==== DATASET RECORDS

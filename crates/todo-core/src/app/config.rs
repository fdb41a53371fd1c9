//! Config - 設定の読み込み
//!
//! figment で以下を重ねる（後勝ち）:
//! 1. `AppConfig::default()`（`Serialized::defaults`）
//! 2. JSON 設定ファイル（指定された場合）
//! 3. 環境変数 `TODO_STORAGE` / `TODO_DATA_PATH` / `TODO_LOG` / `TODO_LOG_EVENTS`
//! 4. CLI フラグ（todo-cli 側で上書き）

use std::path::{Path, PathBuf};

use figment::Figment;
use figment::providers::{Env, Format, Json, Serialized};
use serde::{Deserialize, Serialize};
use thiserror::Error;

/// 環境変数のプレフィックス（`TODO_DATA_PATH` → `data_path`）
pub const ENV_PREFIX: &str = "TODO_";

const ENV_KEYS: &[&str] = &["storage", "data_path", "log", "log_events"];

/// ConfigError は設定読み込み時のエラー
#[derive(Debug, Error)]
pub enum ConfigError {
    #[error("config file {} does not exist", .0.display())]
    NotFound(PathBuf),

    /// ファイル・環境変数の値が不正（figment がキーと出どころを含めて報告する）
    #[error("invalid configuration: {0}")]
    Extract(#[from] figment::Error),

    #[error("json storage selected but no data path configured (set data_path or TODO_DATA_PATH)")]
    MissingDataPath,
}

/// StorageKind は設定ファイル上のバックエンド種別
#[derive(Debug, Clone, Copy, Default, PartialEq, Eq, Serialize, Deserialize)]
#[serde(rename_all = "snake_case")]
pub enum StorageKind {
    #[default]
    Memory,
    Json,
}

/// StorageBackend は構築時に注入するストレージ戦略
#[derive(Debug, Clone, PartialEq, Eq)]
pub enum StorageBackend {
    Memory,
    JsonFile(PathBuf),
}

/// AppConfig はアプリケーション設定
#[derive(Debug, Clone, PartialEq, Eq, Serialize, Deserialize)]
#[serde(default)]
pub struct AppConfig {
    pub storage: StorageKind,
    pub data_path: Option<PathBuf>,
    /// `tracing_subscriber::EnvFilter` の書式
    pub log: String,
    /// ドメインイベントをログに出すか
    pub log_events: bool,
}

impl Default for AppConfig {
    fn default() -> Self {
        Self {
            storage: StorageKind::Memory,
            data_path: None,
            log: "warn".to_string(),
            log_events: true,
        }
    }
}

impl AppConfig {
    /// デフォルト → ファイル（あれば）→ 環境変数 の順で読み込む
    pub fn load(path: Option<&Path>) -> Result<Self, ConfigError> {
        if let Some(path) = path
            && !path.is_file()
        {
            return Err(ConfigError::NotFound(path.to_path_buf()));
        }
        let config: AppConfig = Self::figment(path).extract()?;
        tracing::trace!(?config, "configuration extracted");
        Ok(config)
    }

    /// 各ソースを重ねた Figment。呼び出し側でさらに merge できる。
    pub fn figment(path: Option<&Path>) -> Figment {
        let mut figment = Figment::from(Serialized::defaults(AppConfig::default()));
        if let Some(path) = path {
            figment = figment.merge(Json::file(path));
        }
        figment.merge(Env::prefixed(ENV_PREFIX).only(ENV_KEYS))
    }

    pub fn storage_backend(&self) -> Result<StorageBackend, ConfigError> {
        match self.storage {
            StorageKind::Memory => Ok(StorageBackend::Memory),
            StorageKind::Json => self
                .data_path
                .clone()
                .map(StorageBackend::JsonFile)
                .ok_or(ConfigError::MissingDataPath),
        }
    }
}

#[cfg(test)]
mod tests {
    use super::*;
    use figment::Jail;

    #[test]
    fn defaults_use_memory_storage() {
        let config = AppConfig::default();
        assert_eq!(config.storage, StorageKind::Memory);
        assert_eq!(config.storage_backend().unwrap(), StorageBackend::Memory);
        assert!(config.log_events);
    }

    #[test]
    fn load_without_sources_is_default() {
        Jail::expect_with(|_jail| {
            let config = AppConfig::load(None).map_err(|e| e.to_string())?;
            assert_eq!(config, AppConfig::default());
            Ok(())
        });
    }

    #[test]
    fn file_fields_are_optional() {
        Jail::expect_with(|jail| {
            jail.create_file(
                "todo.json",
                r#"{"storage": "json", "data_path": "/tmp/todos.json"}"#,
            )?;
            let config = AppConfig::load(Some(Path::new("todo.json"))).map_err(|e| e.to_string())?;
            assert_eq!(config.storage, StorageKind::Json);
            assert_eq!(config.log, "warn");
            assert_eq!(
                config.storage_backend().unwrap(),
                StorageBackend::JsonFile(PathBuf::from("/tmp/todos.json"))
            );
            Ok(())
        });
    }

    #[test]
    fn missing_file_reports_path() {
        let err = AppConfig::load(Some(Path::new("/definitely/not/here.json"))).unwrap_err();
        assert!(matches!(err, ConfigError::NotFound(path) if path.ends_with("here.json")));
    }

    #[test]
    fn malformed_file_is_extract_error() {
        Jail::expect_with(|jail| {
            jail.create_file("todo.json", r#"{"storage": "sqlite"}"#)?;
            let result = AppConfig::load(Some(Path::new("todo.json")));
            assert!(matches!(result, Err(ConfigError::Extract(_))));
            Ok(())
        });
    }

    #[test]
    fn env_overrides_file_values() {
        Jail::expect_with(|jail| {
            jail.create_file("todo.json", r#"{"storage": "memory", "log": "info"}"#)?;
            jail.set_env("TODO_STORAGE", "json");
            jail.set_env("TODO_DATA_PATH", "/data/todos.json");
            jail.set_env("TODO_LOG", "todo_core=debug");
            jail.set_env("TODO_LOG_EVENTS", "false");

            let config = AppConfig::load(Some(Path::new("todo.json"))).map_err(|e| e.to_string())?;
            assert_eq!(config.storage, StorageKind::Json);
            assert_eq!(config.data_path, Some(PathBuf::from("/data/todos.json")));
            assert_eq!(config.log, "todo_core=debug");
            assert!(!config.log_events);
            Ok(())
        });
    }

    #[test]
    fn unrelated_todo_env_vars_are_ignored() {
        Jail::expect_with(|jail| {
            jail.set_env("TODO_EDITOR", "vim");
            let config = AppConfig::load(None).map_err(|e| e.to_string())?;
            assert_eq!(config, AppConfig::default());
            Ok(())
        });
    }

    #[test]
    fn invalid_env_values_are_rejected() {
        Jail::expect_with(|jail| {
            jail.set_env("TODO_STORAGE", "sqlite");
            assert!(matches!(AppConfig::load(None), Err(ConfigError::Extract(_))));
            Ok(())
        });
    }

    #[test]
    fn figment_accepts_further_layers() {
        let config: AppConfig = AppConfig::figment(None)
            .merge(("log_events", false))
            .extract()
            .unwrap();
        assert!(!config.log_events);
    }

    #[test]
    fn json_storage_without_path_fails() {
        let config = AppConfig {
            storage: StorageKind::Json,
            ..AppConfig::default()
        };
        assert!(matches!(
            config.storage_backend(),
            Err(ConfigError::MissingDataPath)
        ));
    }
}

========

REQUIRED ACTION:
Each entry is to be given again, exactly as it stands.

EXPECTED ANSWER:
filename crates/todo-core/src/app/config.rs
repository fdb41a53371fd1c9
//! Config - 設定の読み込み
//!
//! figment で以下を重ねる（後勝ち）:
//! 1. `AppConfig::default()`（`Serialized::defaults`）
//! 2. JSON 設定ファイル（指定された場合）
//! 3. 環境変数 `TODO_STORAGE` / `TODO_DATA_PATH` / `TODO_LOG` / `TODO_LOG_EVENTS`
//! 4. CLI フラグ（todo-cli 側で上書き）

use std::path::{Path, PathBuf};

use figment::Figment;
use figment::providers::{Env, Format, Json, Serialized};
use serde::{Deserialize, Serialize};
use thiserror::Error;

/// 環境変数のプレフィックス（`TODO_DATA_PATH` → `data_path`）
pub const ENV_PREFIX: &str = "TODO_";

const ENV_KEYS: &[&str] = &["storage", "data_path", "log", "log_events"];

/// ConfigError は設定読み込み時のエラー
#[derive(Debug, Error)]
pub enum ConfigError {
    #[error("config file {} does not exist", .0.display())]
    NotFound(PathBuf),

    /// ファイル・環境変数の値が不正（figment がキーと出どころを含めて報告する）
    #[error("invalid configuration: {0}")]
    Extract(#[from] figment::Error),

    #[error("json storage selected but no data path configured (set data_path or TODO_DATA_PATH)")]
    MissingDataPath,
}

/// StorageKind は設定ファイル上のバックエンド種別
#[derive(Debug, Clone, Copy, Default, PartialEq, Eq, Serialize, Deserialize)]
#[serde(rename_all = "snake_case")]
pub enum StorageKind {
    #[default]
    Memory,
    Json,
}

/// StorageBackend は構築時に注入するストレージ戦略
#[derive(Debug, Clone, PartialEq, Eq)]
pub enum StorageBackend {
    Memory,
    JsonFile(PathBuf),
}

/// AppConfig はアプリケーション設定
#[derive(Debug, Clone, PartialEq, Eq, Serialize, Deserialize)]
#[serde(default)]
pub struct AppConfig {
    pub storage: StorageKind,
    pub data_path: Option<PathBuf>,
    /// `tracing_subscriber::EnvFilter` の書式
    pub log: String,
    /// ドメインイベントをログに出すか
    pub log_events: bool,
}

impl Default for AppConfig {
    fn default() -> Self {
        Self {
            storage: StorageKind::Memory,
            data_path: None,
            log: "warn".to_string(),
            log_events: true,
        }
    }
}

impl AppConfig {
    /// デフォルト → ファイル（あれば）→ 環境変数 の順で読み込む
    pub fn load(path: Option<&Path>) -> Result<Self, ConfigError> {
        if let Some(path) = path
            && !path.is_file()
        {
            return Err(ConfigError::NotFound(path.to_path_buf()));
        }
        let config: AppConfig = Self::figment(path).extract()?;
        tracing::trace!(?config, "configuration extracted");
        Ok(config)
    }

    /// 各ソースを重ねた Figment。呼び出し側でさらに merge できる。
    pub fn figment(path: Option<&Path>) -> Figment {
        let mut figment = Figment::from(Serialized::defaults(AppConfig::default()));
        if let Some(path) = path {
            figment = figment.merge(Json::file(path));
        }
        figment.merge(Env::prefixed(ENV_PREFIX).only(ENV_KEYS))
    }

    pub fn storage_backend(&self) -> Result<StorageBackend, ConfigError> {
        match self.storage {
            StorageKind::Memory => Ok(StorageBackend::Memory),
            StorageKind::Json => self
                .data_path
                .clone()
                .map(StorageBackend::JsonFile)
                .ok_or(ConfigError::MissingDataPath),
        }
    }
}

#[cfg(test)]
mod tests {
    use super::*;
    use figment::Jail;

    #[test]
    fn defaults_use_memory_storage() {
        let config = AppConfig::default();
        assert_eq!(config.storage, StorageKind::Memory);
        assert_eq!(config.storage_backend().unwrap(), StorageBackend::Memory);
        assert!(config.log_events);
    }

    #[test]
    fn load_without_sources_is_default() {
        Jail::expect_with(|_jail| {
            let config = AppConfig::load(None).map_err(|e| e.to_string())?;
            assert_eq!(config, AppConfig::default());
            Ok(())
        });
    }

    #[test]
    fn file_fields_are_optional() {
        Jail::expect_with(|jail| {
            jail.create_file(
                "todo.json",
                r#"{"storage": "json", "data_path": "/tmp/todos.json"}"#,
            )?;
            let config = AppConfig::load(Some(Path::new("todo.json"))).map_err(|e| e.to_string())?;
            assert_eq!(config.storage, StorageKind::Json);
            assert_eq!(config.log, "warn");
            assert_eq!(
                config.storage_backend().unwrap(),
                StorageBackend::JsonFile(PathBuf::from("/tmp/todos.json"))
            );
            Ok(())
        });
    }

    #[test]
    fn missing_file_reports_path() {
        let err = AppConfig::load(Some(Path::new("/definitely/not/here.json"))).unwrap_err();
        assert!(matches!(err, ConfigError::NotFound(path) if path.ends_with("here.json")));
    }

    #[test]
    fn malformed_file_is_extract_error() {
        Jail::expect_with(|jail| {
            jail.create_file("todo.json", r#"{"storage": "sqlite"}"#)?;
            let result = AppConfig::load(Some(Path::new("todo.json")));
            assert!(matches!(result, Err(ConfigError::Extract(_))));
            Ok(())
        });
    }

    #[test]
    fn env_overrides_file_values() {
        Jail::expect_with(|jail| {
            jail.create_file("todo.json", r#"{"storage": "memory", "log": "info"}"#)?;
            jail.set_env("TODO_STORAGE", "json");
            jail.set_env("TODO_DATA_PATH", "/data/todos.json");
            jail.set_env("TODO_LOG", "todo_core=debug");
            jail.set_env("TODO_LOG_EVENTS", "false");

            let config = AppConfig::load(Some(Path::new("todo.json"))).map_err(|e| e.to_string())?;
            assert_eq!(config.storage, StorageKind::Json);
            assert_eq!(config.data_path, Some(PathBuf::from("/data/todos.json")));
            assert_eq!(config.log, "todo_core=debug");
            assert!(!config.log_events);
            Ok(())
        });
    }

    #[test]
    fn unrelated_todo_env_vars_are_ignored() {
        Jail::expect_with(|jail| {
            jail.set_env("TODO_EDITOR", "vim");
            let config = AppConfig::load(None).map_err(|e| e.to_string())?;
            assert_eq!(config, AppConfig::default());
            Ok(())
        });
    }

    #[test]
    fn invalid_env_values_are_rejected() {
        Jail::expect_with(|jail| {
            jail.set_env("TODO_STORAGE", "sqlite");
            assert!(matches!(AppConfig::load(None), Err(ConfigError::Extract(_))));
            Ok(())
        });
    }

    #[test]
    fn figment_accepts_further_layers() {
        let config: AppConfig = AppConfig::figment(None)
            .merge(("log_events", false))
            .extract()
            .unwrap();
        assert!(!config.log_events);
    }

    #[test]
    fn json_storage_without_path_fails() {
        let config = AppConfig {
            storage: StorageKind::Json,
            ..AppConfig::default()
        };
        assert!(matches!(
            config.storage_backend(),
            Err(ConfigError::MissingDataPath)
        ));
    }
}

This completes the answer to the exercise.